We all know that controlling costs is critical to running a successful business, especially in foodservice. Recently the cost of labor has been top-of-mind, as various pieces of legislation take effect to raise the minimum wage in certain parts of the United States. How to react to this challenge? After years of optimizing labor, operators have few opportunities to reduce labor without damaging their business in fundamental ways. Raising menu prices to offset the increases isn’t often viable, nor will it please customers. So what can foodservice operators do to manage the adverse impact of rising labor costs?
The key is finding efficiencies in other areas within the operation. And one often-overlooked area is food waste. Food waste prevention is an opportunity for cost reduction that can help operators offset increasing labor costs, all while bringing its own additional benefits.
Offsetting Labor Costs with Food Savings
Typically, at least 4 – 10% of all food purchased in foodservice is wasted before ever reaching a customer—that’s $40,000 to $100,000 for every $1 million in food purchases. Reducing pre-consumer food waste leads directly to higher food productivity and lower food costs, helping operators to offset the labor increases with savings on food spend. The food cost savings occur as operators change production, purchasing and menus to reduce waste. For example, by changing par levels or finding creative ways to merchandise food more efficiently, you can reduce food waste and costs. However, operations must first understand what foods they are wasting and why in order to make appropriate adjustments.
So how can businesses begin to understand their food waste stream? By tracking their food waste consistently and quickly every day. In addition to the food cost savings, food waste tracking actually helps with labor costs by motivating changes to production that reduce surplus food and the labor associated with that excess.

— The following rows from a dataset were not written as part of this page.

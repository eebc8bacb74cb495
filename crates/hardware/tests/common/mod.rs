//! Shared helpers for the test suite.

/// Tracing setup, scripted platform, and build-directory helpers.
pub mod harness;
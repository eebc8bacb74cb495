//! FX2 host-bridge FIFO arbiter.
//!
//! The arbiter multiplexes the FX2 slave-FIFO bus onto a set of OUT (host to
//! device) and IN (device to host) FIFOs. Queue semantics are implemented by the
//! `fx2_arbiter` cell; this module only tracks the handles the rest of the
//! gateware connects to.
//!
//! # FIFO handles
//!
//! Handles live in the arbiter and are only ever lent out by reference, so every
//! accessor that names the same bank yields the same handle.

use std::fmt;

use serde::Serialize;

use crate::soc::traits::{Peripheral, Resource};

/// Transfer direction, from the host's point of view.
#[derive(Debug, Clone, Copy, PartialEq, Eq, Hash, Serialize)]
pub enum Direction {
    /// Host to device.
    Out,
    /// Device to host.
    In,
}

impl fmt::Display for Direction {
    fn fmt(&self, f: &mut fmt::Formatter<'_>) -> fmt::Result {
        match self {
            Self::Out => f.write_str("OUT"),
            Self::In => f.write_str("IN"),
        }
    }
}

/// One arbiter FIFO.
#[derive(Debug, Clone, PartialEq, Eq, Serialize)]
pub struct Fifo {
    /// Transfer direction.
    pub direction: Direction,
    /// Bank index the FIFO serves.
    pub index: usize,
    /// Queue depth in bytes.
    pub depth: usize,
}

impl Fifo {
    /// Instance name used in the hardware description (e.g. `"out_fifo_0"`).
    pub fn name(&self) -> String {
        match self.direction {
            Direction::Out => format!("out_fifo_{}", self.index),
            Direction::In => format!("in_fifo_{}", self.index),
        }
    }
}

/// Host-bridge arbiter owning every FIFO.
#[derive(Debug, Clone, PartialEq, Eq)]
pub struct FifoArbiter {
    bus: Resource,
    depth: usize,
    out_fifos: Vec<Fifo>,
    in_fifos: Vec<Fifo>,
}

impl FifoArbiter {
    /// Creates an arbiter on `bus` with the given FIFO counts and queue depth.
    pub fn new(bus: Resource, out_count: usize, in_count: usize, depth: usize) -> Self {
        let make = |direction, index| Fifo {
            direction,
            index,
            depth,
        };
        Self {
            bus,
            depth,
            out_fifos: (0..out_count).map(|i| make(Direction::Out, i)).collect(),
            in_fifos: (0..in_count).map(|i| make(Direction::In, i)).collect(),
        }
    }

    /// OUT FIFO at bank `index`, if the arbiter has one.
    pub fn out_fifo(&self, index: usize) -> Option<&Fifo> {
        self.out_fifos.get(index)
    }

    /// IN FIFO at bank `index`, if the arbiter has one.
    pub fn in_fifo(&self, index: usize) -> Option<&Fifo> {
        self.in_fifos.get(index)
    }

    /// All OUT FIFOs, in bank order.
    pub fn out_fifos(&self) -> &[Fifo] {
        &self.out_fifos
    }

    /// All IN FIFOs, in bank order.
    pub fn in_fifos(&self) -> &[Fifo] {
        &self.in_fifos
    }

    /// Queue depth shared by every FIFO.
    pub const fn depth(&self) -> usize {
        self.depth
    }

    /// The FX2 bus resource.
    pub const fn bus(&self) -> &Resource {
        &self.bus
    }
}

impl Peripheral for FifoArbiter {
    fn name(&self) -> &str {
        "arbiter"
    }

    fn cell(&self) -> &str {
        "fx2_arbiter"
    }

    fn parameters(&self) -> Vec<(&'static str, u64)> {
        vec![
            ("OUT_COUNT", self.out_fifos.len() as u64),
            ("IN_COUNT", self.in_fifos.len() as u64),
            ("DEPTH", self.depth as u64),
        ]
    }

    fn resource(&self) -> Option<&Resource> {
        Some(&self.bus)
    }
}
//! I/O port registry.
//!
//! Maps symbolic port specifiers (`"A"`, `"B"`) to the bank index used for the
//! I/O resources and the arbiter FIFOs. The alphabet is closed: anything else is a
//! programming error in the caller and is rejected with
//! [`TargetError::InvalidPortSpecifier`].

use std::fmt;
use std::str::FromStr;

use crate::common::TargetError;

/// Symbolic name of an I/O port bank.
#[derive(Debug, Clone, Copy, PartialEq, Eq, Hash, PartialOrd, Ord)]
pub enum PortSpec {
    /// Port A, bank 0.
    A,
    /// Port B, bank 1.
    B,
}

impl PortSpec {
    /// Every port, in bank order.
    pub const ALL: [Self; 2] = [Self::A, Self::B];

    /// Number of I/O banks on the target.
    pub const COUNT: usize = Self::ALL.len();

    /// Bank index of this port.
    pub const fn index(self) -> usize {
        match self {
            Self::A => 0,
            Self::B => 1,
        }
    }

    /// Port letter.
    pub const fn as_str(self) -> &'static str {
        match self {
            Self::A => "A",
            Self::B => "B",
        }
    }
}

impl FromStr for PortSpec {
    type Err = TargetError;

    fn from_str(s: &str) -> Result<Self, Self::Err> {
        match s {
            "A" => Ok(Self::A),
            "B" => Ok(Self::B),
            other => Err(TargetError::InvalidPortSpecifier(other.to_owned())),
        }
    }
}

impl fmt::Display for PortSpec {
    fn fmt(&self, f: &mut fmt::Formatter<'_>) -> fmt::Result {
        f.write_str(self.as_str())
    }
}

/// Resolves a port specifier to its bank index.
///
/// # Errors
///
/// Returns [`TargetError::InvalidPortSpecifier`] carrying `spec` when it is not in the alphabet.
pub fn resolve(spec: &str) -> Result<usize, TargetError> {
    spec.parse::<PortSpec>().map(PortSpec::index)
}
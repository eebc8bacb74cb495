//! Bitstream build flow.
//!
//! This module drives the external synthesis toolchain. It provides:
//! 1. **Toolchain:** Program discovery and checked process execution.
//! 2. **Lifecycle:** Build-directory ownership and the cleanup policy around a build.

/// Build sessions and the cleanup policy.
pub mod lifecycle;

/// External toolchain invocation.
pub mod toolchain;

pub use lifecycle::{BuildOptions, produce_bitstream};
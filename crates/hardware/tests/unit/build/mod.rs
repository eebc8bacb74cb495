//! # Build Flow Tests


/// Toolchain discovery and process execution.
pub mod toolchain;
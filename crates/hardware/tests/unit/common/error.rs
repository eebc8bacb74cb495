//! # Error Tests
//!
//! Display text and source chains of the library errors.

use gateware_target::common::{BuildError, PlatformError, TargetError};
use gateware_target::soc::devices::Direction;
use std::error::Error;
use std::io;
use std::path::PathBuf;

#[test]
fn test_invalid_port_specifier_names_the_port() {
    let err = TargetError::InvalidPortSpecifier("C".into());
    assert_eq!(err.to_string(), "unknown I/O port `C`");
}

#[test]
fn test_no_such_fifo_display() {
    let err = TargetError::NoSuchFifo {
        direction: Direction::In,
        port: "B".into(),
    };
    assert_eq!(err.to_string(), "no IN FIFO for I/O port `B`");
}

#[test]
fn test_resource_unavailable_display() {
    let err = PlatformError::ResourceUnavailable {
        name: "io".into(),
        number: 2,
    };
    assert_eq!(err.to_string(), "resource `io#2` is not available on this board");
}

#[test]
fn test_platform_error_passes_through_target_error() {
    let err: TargetError = PlatformError::UnknownResource { name: "led".into() }.into();
    assert_eq!(err.to_string(), "unknown resource `led`");
    assert!(matches!(err, TargetError::Platform(PlatformError::UnknownResource { .. })));
}

#[test]
fn test_build_failed_wraps_toolchain_error() {
    let err = TargetError::BuildFailed {
        cause: BuildError::Toolchain(PlatformError::ToolNotFound {
            tool: "yosys".into(),
        }),
        kept_build_dir: None,
    };
    assert_eq!(err.to_string(), "build failed: toolchain program `yosys` not found");

    let source = err.source().expect("build failure has a source");
    assert_eq!(source.to_string(), "toolchain program `yosys` not found");
}

#[test]
fn test_missing_artifact_names_path() {
    let err = BuildError::MissingArtifact {
        path: PathBuf::from("/tmp/glasgow_x/top.bin"),
        source: io::Error::new(io::ErrorKind::NotFound, "gone"),
    };
    let text = err.to_string();
    assert!(text.contains("/tmp/glasgow_x/top.bin"));
    assert!(text.contains("gone"));
    assert!(err.source().is_some());
}

#[test]
fn test_cleanup_error_display() {
    let err = TargetError::Cleanup {
        path: PathBuf::from("/tmp/glasgow_y"),
        source: io::Error::new(io::ErrorKind::PermissionDenied, "denied"),
    };
    assert_eq!(
        err.to_string(),
        "cannot remove build directory `/tmp/glasgow_y`: denied"
    );
}
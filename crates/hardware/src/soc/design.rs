//! Design description of a composed target.
//!
//! A [`Design`] is the plain-data form of a [`Target`](crate::soc::Target) handed to the
//! platform: the top-level ports (one per requested resource), the power-on reset
//! register, and the peripheral cells with their parameters. Equal configurations
//! produce equal designs.
//!
//! `to_verilog` renders the top-level module. Peripheral cells are emitted as
//! instantiations only; their implementations are supplied to the toolchain separately.
//! A cell's exported nets are declared as `<instance>_<signal>` wires and connected
//! to the exporting cell and to every cell naming it as upstream.

use std::fmt::Write as _;

use serde::Serialize;

use crate::soc::traits::{Peripheral, Resource};

/// Clock buffer primitive driving the always-on domain.
pub const CLOCK_BUFFER_CELL: &str = "SB_GB_IO";

/// Power-on reset register of the design.
#[derive(Debug, Clone, PartialEq, Eq, Serialize)]
pub struct ResetRegister {
    /// Register width in bits.
    pub width: u32,
    /// Power-on value.
    pub initial: u32,
}

/// One peripheral cell instantiation.
#[derive(Debug, Clone, PartialEq, Eq, Serialize)]
pub struct Cell {
    /// Module being instantiated.
    pub cell: String,
    /// Instance name.
    pub name: String,
    /// `(name, value)` parameters.
    pub parameters: Vec<(String, u64)>,
    /// Board resource connected to the cell's `bus` port.
    pub resource: Option<Resource>,
    /// `(signal, width)` nets the cell exports to downstream cells.
    pub exports: Vec<(String, u32)>,
    /// Instance name of the cell whose exported nets this cell consumes.
    pub upstream: Option<String>,
}

impl Cell {
    /// Captures a peripheral as a cell instantiation.
    pub fn from_peripheral(peripheral: &dyn Peripheral) -> Self {
        Self {
            cell: peripheral.cell().to_owned(),
            name: peripheral.name().to_owned(),
            parameters: peripheral
                .parameters()
                .into_iter()
                .map(|(name, value)| (name.to_owned(), value))
                .collect(),
            resource: peripheral.resource().cloned(),
            exports: peripheral
                .exports()
                .into_iter()
                .map(|(name, width)| (name.to_owned(), width))
                .collect(),
            upstream: peripheral.upstream().map(str::to_owned),
        }
    }

    /// Wire name of the exported `signal`.
    pub fn net(&self, signal: &str) -> String {
        format!("{}_{signal}", self.name)
    }
}

/// Plain-data description of a composed target.
#[derive(Debug, Clone, PartialEq, Eq, Serialize)]
pub struct Design {
    /// Top-level module name.
    pub top: String,
    /// Clock input feeding the clock buffer.
    pub clock: Resource,
    /// Every requested resource, in request order.
    pub resources: Vec<Resource>,
    /// Power-on reset register.
    pub reset: ResetRegister,
    /// Peripheral cells, in instantiation order.
    pub cells: Vec<Cell>,
}

impl Design {
    /// Renders the design as a Verilog top-level module.
    pub fn to_verilog(&self) -> String {
        let mut v = String::new();
        // Writing into a String cannot fail.
        let _ = self.write_verilog(&mut v);
        v
    }

    fn write_verilog(&self, v: &mut String) -> std::fmt::Result {
        let ports: Vec<String> = self
            .resources
            .iter()
            .map(|res| {
                let dir = if *res == self.clock { "input " } else { "inout " };
                format!("    {dir} wire {}{}", range(res.width), res.port_name())
            })
            .collect();

        writeln!(v, "module {} (", self.top)?;
        writeln!(v, "{}", ports.join(",\n"))?;
        writeln!(v, ");")?;
        writeln!(v)?;

        let ResetRegister { width, initial } = self.reset;
        writeln!(v, "    wire por_clk;")?;
        writeln!(v, "    wire sys_clk = por_clk;")?;
        writeln!(v, "    reg  {}reset_delay = {width}'d{initial};", range(width))?;
        writeln!(v, "    wire sys_rst = reset_delay != 0;")?;
        writeln!(v)?;
        writeln!(v, "    {CLOCK_BUFFER_CELL} clk_buf (")?;
        writeln!(v, "        .PACKAGE_PIN({}),", self.clock.port_name())?;
        writeln!(v, "        .GLOBAL_BUFFER_OUTPUT(por_clk)")?;
        writeln!(v, "    );")?;
        writeln!(v)?;
        writeln!(v, "    always @(posedge por_clk)")?;
        writeln!(v, "        if (reset_delay != 0)")?;
        writeln!(v, "            reset_delay <= reset_delay - 1;")?;

        for cell in self.cells.iter().filter(|cell| !cell.exports.is_empty()) {
            writeln!(v)?;
            for (signal, width) in &cell.exports {
                writeln!(v, "    wire {}{};", range(*width), cell.net(signal))?;
            }
        }

        for cell in &self.cells {
            writeln!(v)?;
            if cell.parameters.is_empty() {
                writeln!(v, "    {} {} (", cell.cell, cell.name)?;
            } else {
                let params: Vec<String> = cell
                    .parameters
                    .iter()
                    .map(|(name, value)| format!(".{name}({value})"))
                    .collect();
                writeln!(v, "    {} #({}) {} (", cell.cell, params.join(", "), cell.name)?;
            }
            writeln!(v, "{}", self.connections(cell).join(",\n"))?;
            writeln!(v, "    );")?;
        }

        writeln!(v, "endmodule")
    }

    /// Port connections of one cell instance.
    fn connections(&self, cell: &Cell) -> Vec<String> {
        let mut conns = vec![
            "        .clk(sys_clk)".to_owned(),
            "        .rst(sys_rst)".to_owned(),
        ];
        if let Some(res) = &cell.resource {
            conns.push(format!("        .bus({})", res.port_name()));
        }
        let shared = cell.exports.iter().map(|(signal, _)| (cell, signal));
        // Nets of an upstream cell missing from the design are left unconnected.
        let upstream = cell
            .upstream
            .as_deref()
            .and_then(|name| self.cells.iter().find(|c| c.name == name))
            .into_iter()
            .flat_map(|up| up.exports.iter().map(move |(signal, _)| (up, signal)));
        conns.extend(
            shared
                .chain(upstream)
                .map(|(owner, signal)| format!("        .{signal}({})", owner.net(signal))),
        );
        conns
    }
}

fn range(width: u32) -> String {
    if width > 1 {
        format!("[{}:0] ", width - 1)
    } else {
        String::new()
    }
}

Wasted Food = Wasted Labor
We’ve written before that labor is one of the hidden costs of food waste. Along with the resources used to grow or produce, transport and store food, the labor invested to prepare food is all wasted when we toss that food in the garbage or compost it at the end of a meal period. By tracking food waste and identifying high-waste, often-overproduced food items, operations reduce wasted food but also the wasted embedded labor.
While tracking food waste manually can help reduce wasted labor invested in overproduced items, it takes some time to measure. This is where automated food waste tracking systems truly add value because they are streamlined and powerful. For most front-line employees, recording food waste with an automated system takes less than one minute per employee per day, and there is no managerial time required to transfer handwritten logs to a computer-based spreadsheet for analysis, as would be required with manual tracking. In fact, in a recent LeanPath survey, over 85% of respondents using both manual and automated systems affirmed that automated tracking requires less time and is easier than manual tracking.
Time Well Spent
While measurement of wasted food requires some focus and a little bit of time, the benefits are vast in comparison and the effort more than pays for itself, including the time cost for measuring.
Food waste tracking engages employees around the common goal of food waste prevention—a goal they very likely care about. It raises awareness of a critical issue that foodservice staff members are uniquely situated to address, it adds additional purpose to the work they do every day, and it makes the value of the ingredients they work with more vivid. We have heard time and time again that front-line staff that use LeanPath automated systems are amazed at the monetary value and environmental resource equivalencies of the food waste they record—these are some of the primary drivers of change.
An Unmissable Opportunity
The cost of labor will not decline from here forward, and we need our teams to run our businesses. For this reason, we encourage foodservice operators to confront finding adjacent efficiencies related to food waste, rather than focusing only on labor costs. The efficiencies are real, but so are the many other environmental and social benefits tied to preventing wasted food.